* **EXERCISE**: Quote exactly, and only, the lines of the material below from the line with "assembly and rendering." through the line with "use std::sync::OnceLock;".

* **PROVIDED MATERIAL**:
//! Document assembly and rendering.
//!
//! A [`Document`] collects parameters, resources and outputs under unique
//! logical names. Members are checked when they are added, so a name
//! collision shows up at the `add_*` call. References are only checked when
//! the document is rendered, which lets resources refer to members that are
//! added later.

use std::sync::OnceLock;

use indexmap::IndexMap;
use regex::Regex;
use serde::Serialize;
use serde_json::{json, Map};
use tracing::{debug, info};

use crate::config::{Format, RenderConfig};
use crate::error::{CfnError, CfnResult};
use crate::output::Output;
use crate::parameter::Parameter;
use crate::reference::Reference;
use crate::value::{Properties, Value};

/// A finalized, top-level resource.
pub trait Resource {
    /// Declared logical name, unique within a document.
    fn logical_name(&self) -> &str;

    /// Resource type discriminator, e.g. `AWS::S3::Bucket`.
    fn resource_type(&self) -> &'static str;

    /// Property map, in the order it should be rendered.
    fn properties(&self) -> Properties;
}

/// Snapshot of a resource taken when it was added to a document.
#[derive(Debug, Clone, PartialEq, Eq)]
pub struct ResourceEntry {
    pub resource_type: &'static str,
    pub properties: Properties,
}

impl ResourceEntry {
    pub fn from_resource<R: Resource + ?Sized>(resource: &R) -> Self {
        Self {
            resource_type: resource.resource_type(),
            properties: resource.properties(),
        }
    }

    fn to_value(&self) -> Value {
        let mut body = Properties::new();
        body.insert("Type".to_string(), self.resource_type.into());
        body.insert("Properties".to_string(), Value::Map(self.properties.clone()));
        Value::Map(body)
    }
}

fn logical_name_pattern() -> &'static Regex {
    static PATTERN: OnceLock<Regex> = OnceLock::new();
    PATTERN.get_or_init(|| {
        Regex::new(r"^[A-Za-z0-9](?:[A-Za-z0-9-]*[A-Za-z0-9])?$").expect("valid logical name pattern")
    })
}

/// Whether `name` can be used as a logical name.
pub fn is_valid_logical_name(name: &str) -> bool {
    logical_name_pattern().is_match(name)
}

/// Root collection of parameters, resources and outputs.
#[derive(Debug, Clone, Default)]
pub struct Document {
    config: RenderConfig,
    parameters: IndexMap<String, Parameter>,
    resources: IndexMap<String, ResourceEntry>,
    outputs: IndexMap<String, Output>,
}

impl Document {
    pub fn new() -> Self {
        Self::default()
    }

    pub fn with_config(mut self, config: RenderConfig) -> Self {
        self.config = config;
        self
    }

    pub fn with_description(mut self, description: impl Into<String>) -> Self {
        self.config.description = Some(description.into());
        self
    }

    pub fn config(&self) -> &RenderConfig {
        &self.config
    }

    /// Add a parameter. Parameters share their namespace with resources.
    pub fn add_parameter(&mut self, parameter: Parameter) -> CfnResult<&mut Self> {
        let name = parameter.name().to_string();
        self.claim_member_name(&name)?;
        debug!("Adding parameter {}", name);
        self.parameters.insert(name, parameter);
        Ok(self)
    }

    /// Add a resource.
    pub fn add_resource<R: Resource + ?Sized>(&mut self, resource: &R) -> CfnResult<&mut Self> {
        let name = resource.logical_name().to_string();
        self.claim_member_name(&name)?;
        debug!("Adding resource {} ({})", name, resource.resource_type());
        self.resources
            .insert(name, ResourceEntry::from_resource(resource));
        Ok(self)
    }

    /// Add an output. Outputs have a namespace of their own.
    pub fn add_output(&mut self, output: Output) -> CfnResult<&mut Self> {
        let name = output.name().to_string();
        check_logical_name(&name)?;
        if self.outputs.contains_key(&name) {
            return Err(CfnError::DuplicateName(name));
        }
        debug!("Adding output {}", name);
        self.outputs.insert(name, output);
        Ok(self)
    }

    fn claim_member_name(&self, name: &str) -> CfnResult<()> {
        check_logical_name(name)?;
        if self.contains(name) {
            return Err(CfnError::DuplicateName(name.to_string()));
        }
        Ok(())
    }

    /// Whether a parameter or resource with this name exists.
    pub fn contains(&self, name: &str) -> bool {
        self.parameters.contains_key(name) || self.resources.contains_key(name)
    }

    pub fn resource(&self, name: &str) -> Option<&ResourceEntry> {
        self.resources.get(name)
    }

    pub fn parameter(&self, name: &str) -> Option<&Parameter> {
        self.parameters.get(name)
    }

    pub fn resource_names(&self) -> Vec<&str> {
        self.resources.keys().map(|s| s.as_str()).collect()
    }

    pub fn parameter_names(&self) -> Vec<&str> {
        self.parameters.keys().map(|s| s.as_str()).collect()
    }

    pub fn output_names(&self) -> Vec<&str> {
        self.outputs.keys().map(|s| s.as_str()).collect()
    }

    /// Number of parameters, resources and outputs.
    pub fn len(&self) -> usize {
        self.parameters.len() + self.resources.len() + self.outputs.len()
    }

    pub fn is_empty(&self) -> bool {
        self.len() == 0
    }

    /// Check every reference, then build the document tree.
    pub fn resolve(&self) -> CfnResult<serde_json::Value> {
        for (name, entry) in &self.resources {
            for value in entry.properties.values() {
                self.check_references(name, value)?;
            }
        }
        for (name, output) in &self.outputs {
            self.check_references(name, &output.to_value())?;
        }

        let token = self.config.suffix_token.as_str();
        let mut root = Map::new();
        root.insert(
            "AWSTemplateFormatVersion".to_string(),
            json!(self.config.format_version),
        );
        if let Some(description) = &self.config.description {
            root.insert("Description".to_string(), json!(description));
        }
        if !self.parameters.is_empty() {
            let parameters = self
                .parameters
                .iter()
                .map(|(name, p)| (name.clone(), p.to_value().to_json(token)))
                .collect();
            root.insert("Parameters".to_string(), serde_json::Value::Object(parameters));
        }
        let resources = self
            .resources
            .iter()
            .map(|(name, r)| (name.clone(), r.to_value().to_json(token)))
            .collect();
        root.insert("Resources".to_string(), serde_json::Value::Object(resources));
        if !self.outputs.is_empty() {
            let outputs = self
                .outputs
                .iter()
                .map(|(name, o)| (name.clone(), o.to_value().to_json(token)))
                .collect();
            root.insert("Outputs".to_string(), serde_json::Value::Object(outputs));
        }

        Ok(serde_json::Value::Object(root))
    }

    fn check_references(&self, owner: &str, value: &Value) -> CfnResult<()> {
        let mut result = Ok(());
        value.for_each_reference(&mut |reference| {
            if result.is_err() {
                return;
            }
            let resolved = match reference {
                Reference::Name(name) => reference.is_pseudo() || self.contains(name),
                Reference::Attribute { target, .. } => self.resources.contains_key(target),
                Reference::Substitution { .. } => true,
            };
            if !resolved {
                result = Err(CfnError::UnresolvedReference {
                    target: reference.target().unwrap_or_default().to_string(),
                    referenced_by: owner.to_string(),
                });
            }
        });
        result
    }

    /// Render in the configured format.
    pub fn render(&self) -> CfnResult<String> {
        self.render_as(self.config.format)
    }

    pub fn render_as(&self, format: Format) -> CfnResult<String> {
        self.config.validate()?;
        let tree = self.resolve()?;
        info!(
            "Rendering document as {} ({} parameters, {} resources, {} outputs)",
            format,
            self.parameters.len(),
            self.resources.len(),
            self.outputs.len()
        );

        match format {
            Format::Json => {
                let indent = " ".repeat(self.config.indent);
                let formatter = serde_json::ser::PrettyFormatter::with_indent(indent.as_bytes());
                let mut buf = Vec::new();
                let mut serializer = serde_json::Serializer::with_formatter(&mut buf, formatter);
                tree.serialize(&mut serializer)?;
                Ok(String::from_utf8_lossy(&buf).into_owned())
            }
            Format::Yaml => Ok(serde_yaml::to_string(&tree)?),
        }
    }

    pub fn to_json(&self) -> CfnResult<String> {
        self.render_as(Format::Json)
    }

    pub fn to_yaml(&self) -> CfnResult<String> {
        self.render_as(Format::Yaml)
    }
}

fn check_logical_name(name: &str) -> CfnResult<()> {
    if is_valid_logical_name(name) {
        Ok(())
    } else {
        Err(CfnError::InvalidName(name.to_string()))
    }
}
--
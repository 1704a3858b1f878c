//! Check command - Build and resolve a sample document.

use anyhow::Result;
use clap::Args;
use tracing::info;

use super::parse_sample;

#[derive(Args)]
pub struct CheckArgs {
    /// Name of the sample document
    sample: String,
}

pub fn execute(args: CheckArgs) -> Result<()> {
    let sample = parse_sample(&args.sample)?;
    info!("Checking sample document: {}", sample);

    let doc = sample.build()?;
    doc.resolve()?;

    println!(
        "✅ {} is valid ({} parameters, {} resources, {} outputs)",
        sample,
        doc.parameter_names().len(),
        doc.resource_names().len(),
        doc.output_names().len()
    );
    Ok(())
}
...
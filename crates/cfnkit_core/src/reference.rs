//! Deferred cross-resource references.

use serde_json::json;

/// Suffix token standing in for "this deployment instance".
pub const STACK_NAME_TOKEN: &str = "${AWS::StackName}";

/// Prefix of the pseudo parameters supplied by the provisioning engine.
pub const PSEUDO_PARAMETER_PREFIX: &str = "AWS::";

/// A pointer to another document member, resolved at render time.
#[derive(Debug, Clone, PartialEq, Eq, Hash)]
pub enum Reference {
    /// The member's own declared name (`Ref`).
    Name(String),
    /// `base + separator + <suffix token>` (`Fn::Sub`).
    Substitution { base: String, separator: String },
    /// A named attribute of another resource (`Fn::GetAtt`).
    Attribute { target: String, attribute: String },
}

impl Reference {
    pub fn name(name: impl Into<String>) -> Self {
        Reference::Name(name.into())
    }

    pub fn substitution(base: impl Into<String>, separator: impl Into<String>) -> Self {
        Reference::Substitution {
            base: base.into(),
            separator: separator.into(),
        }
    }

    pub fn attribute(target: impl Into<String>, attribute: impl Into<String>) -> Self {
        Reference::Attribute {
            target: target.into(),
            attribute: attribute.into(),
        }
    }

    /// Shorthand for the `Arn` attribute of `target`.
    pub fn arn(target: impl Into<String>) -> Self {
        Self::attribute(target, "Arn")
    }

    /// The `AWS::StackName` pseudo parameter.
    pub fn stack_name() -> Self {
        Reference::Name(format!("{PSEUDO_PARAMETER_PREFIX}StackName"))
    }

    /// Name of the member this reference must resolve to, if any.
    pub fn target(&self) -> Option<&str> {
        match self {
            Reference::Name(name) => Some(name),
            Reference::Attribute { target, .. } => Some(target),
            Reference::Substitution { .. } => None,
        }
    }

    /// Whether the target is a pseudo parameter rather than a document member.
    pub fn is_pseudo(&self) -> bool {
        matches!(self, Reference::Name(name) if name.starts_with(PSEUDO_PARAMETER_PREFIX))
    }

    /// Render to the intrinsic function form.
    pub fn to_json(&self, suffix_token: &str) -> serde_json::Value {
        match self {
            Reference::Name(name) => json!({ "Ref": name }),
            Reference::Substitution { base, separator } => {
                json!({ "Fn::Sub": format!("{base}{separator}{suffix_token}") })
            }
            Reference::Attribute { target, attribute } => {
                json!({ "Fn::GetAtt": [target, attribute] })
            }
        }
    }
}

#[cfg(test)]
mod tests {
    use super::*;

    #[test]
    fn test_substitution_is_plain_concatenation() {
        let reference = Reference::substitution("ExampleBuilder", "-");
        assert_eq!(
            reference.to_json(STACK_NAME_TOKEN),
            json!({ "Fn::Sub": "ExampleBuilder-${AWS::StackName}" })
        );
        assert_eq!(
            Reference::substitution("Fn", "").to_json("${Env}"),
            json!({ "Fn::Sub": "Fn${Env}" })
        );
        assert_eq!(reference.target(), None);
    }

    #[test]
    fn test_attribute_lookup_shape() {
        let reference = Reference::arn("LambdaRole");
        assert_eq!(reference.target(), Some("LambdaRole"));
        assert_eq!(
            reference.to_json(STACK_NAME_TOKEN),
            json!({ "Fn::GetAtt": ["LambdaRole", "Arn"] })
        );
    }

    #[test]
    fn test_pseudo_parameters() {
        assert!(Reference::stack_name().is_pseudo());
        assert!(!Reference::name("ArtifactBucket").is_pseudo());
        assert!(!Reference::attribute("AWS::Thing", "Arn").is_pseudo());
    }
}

* **RESULT FOR THIS EXERCISE**:
//! Document assembly and rendering.
//!
//! A [`Document`] collects parameters, resources and outputs under unique
//! logical names. Members are checked when they are added, so a name
//! collision shows up at the `add_*` call. References are only checked when
//! the document is rendered, which lets resources refer to members that are
//! added later.

use std::sync::OnceLock;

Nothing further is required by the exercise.